Dataset records
□ □ □ □ □ □ □

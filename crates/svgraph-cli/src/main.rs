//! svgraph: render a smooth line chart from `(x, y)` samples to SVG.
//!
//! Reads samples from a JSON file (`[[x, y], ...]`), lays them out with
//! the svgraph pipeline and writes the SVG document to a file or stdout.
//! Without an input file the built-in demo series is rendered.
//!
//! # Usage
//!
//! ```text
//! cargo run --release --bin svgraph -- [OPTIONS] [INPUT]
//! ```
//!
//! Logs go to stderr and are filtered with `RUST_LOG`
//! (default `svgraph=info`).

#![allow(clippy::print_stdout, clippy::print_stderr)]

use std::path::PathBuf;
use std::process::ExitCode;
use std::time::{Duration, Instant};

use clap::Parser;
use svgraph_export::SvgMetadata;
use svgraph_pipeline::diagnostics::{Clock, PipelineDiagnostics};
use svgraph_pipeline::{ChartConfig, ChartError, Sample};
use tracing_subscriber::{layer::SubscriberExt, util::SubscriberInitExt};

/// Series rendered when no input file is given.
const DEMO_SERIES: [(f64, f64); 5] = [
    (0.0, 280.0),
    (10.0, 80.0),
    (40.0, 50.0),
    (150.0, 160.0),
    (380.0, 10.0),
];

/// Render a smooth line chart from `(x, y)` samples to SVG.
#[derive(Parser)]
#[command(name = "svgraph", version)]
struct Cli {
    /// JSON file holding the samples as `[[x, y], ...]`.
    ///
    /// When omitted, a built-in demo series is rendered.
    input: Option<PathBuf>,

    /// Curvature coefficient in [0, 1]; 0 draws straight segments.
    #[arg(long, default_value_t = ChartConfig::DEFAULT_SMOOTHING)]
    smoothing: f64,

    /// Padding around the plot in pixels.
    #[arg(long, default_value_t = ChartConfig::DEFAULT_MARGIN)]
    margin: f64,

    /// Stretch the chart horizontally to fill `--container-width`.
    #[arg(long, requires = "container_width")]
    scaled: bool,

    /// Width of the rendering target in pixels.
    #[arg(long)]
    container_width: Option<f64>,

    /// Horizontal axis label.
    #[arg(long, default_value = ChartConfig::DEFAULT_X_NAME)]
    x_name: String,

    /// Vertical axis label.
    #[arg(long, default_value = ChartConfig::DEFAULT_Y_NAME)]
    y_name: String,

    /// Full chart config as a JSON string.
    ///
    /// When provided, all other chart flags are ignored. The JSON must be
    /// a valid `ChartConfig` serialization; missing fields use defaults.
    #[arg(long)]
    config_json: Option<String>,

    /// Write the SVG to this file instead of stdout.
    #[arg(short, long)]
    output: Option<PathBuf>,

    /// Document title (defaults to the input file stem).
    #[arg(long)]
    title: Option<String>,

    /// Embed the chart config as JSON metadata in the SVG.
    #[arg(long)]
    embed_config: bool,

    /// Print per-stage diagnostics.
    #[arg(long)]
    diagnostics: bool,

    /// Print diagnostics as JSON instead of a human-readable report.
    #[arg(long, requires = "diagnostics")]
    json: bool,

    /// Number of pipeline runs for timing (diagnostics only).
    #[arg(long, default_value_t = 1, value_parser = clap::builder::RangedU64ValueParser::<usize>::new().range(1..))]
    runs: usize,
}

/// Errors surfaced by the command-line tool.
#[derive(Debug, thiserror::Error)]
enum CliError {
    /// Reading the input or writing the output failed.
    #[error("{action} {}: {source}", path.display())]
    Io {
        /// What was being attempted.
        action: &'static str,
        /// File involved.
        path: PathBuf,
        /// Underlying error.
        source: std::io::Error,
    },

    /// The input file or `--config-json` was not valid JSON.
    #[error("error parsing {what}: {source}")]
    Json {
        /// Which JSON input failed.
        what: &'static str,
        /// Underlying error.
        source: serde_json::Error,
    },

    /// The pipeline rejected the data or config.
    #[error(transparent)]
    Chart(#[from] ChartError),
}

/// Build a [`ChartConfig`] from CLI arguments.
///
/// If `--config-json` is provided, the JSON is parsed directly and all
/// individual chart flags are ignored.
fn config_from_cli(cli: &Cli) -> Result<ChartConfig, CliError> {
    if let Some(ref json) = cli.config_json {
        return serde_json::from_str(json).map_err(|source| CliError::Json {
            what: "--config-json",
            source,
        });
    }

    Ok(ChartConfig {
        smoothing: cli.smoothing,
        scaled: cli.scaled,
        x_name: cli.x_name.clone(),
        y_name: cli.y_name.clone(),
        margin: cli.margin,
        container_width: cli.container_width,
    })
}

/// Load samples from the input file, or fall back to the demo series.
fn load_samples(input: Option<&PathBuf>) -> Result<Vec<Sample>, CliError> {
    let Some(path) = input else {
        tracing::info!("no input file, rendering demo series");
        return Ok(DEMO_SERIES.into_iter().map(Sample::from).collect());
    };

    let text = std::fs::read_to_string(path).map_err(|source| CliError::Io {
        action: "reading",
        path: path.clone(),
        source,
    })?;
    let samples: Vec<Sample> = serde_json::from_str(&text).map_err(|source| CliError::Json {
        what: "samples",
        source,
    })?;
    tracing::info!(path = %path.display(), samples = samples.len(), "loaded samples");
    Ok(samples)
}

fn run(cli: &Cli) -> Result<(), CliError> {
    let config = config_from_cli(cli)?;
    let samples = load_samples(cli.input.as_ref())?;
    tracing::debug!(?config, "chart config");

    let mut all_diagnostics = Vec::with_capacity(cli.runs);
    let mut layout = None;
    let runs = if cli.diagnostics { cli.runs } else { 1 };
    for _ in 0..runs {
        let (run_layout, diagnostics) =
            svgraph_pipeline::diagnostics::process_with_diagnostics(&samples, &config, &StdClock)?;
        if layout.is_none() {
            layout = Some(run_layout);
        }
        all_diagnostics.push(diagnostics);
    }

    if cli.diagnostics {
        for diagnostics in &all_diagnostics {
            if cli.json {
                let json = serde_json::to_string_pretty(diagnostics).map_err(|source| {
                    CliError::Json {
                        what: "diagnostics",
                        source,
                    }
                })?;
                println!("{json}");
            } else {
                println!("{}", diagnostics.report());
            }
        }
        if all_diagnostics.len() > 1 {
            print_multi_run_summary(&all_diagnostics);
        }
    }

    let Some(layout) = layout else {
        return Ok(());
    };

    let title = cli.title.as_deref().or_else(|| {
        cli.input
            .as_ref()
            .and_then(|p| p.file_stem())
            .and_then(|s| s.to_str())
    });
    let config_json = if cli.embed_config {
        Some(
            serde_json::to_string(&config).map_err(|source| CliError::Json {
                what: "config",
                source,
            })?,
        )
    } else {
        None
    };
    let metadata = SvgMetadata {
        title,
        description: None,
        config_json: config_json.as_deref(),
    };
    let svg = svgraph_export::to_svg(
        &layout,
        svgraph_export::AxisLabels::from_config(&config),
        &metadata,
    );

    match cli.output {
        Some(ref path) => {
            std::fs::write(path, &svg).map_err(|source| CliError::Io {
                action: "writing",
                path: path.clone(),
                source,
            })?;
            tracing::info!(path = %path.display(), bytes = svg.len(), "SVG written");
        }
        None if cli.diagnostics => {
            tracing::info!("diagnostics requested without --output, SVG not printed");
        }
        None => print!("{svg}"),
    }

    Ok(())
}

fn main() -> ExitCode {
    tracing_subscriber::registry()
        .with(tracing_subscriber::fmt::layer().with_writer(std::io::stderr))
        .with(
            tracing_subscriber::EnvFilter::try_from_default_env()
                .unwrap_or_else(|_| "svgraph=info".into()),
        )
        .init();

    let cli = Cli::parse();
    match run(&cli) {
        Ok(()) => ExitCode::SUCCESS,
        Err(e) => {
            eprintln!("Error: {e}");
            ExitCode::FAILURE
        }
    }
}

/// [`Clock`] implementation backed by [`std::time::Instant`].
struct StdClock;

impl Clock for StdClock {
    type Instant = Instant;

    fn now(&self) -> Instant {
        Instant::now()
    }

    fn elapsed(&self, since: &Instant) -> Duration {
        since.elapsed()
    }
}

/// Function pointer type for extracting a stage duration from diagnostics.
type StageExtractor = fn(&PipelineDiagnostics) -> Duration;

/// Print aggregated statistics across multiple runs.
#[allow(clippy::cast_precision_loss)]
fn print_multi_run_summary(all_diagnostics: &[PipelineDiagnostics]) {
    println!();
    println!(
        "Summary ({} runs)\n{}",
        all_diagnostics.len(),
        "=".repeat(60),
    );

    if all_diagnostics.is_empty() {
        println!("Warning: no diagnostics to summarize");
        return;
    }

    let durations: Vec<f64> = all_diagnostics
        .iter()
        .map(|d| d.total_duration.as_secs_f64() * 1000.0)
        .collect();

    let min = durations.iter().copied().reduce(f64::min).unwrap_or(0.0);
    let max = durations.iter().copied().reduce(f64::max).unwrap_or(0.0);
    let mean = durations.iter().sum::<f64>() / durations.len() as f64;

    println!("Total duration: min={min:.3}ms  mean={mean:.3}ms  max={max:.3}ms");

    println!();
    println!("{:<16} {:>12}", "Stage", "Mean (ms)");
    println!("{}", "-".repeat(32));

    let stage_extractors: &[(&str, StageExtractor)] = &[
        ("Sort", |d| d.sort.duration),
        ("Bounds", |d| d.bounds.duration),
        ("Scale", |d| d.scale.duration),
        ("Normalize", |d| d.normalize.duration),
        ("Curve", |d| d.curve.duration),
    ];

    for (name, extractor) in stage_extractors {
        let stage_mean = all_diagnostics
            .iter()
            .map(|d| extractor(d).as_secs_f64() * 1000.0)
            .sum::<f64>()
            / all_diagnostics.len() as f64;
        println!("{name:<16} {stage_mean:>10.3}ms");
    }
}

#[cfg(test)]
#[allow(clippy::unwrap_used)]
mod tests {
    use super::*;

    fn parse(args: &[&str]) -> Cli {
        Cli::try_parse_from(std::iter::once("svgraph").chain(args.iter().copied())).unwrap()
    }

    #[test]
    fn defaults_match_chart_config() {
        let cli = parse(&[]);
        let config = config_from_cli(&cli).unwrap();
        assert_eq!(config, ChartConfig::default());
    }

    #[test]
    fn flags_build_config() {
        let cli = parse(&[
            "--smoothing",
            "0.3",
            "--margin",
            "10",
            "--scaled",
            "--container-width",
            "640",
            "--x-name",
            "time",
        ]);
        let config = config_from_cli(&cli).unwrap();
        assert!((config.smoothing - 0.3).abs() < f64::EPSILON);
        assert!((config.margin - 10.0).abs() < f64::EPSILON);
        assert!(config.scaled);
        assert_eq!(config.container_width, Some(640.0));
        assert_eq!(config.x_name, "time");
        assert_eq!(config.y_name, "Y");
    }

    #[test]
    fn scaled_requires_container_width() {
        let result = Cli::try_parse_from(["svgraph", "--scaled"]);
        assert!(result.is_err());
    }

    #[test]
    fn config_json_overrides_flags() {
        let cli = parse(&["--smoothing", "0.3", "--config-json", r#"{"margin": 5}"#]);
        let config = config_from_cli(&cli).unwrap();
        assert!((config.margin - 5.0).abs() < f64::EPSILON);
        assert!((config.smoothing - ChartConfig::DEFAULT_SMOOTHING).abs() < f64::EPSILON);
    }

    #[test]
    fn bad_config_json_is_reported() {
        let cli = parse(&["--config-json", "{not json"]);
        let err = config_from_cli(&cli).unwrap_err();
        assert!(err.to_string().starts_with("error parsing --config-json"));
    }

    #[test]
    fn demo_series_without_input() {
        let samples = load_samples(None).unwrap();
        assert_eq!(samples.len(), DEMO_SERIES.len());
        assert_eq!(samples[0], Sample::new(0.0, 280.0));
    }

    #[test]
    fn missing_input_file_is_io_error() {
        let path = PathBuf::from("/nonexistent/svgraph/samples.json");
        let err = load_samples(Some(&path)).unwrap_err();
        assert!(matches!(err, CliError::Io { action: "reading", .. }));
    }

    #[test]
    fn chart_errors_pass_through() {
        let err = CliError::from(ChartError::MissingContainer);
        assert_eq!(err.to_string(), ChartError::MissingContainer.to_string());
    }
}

□ □ □ □ □ □ □

Task goal | How many lines of these entries contain the string "display"? Reply with the number alone.

Reply to the exercise | 3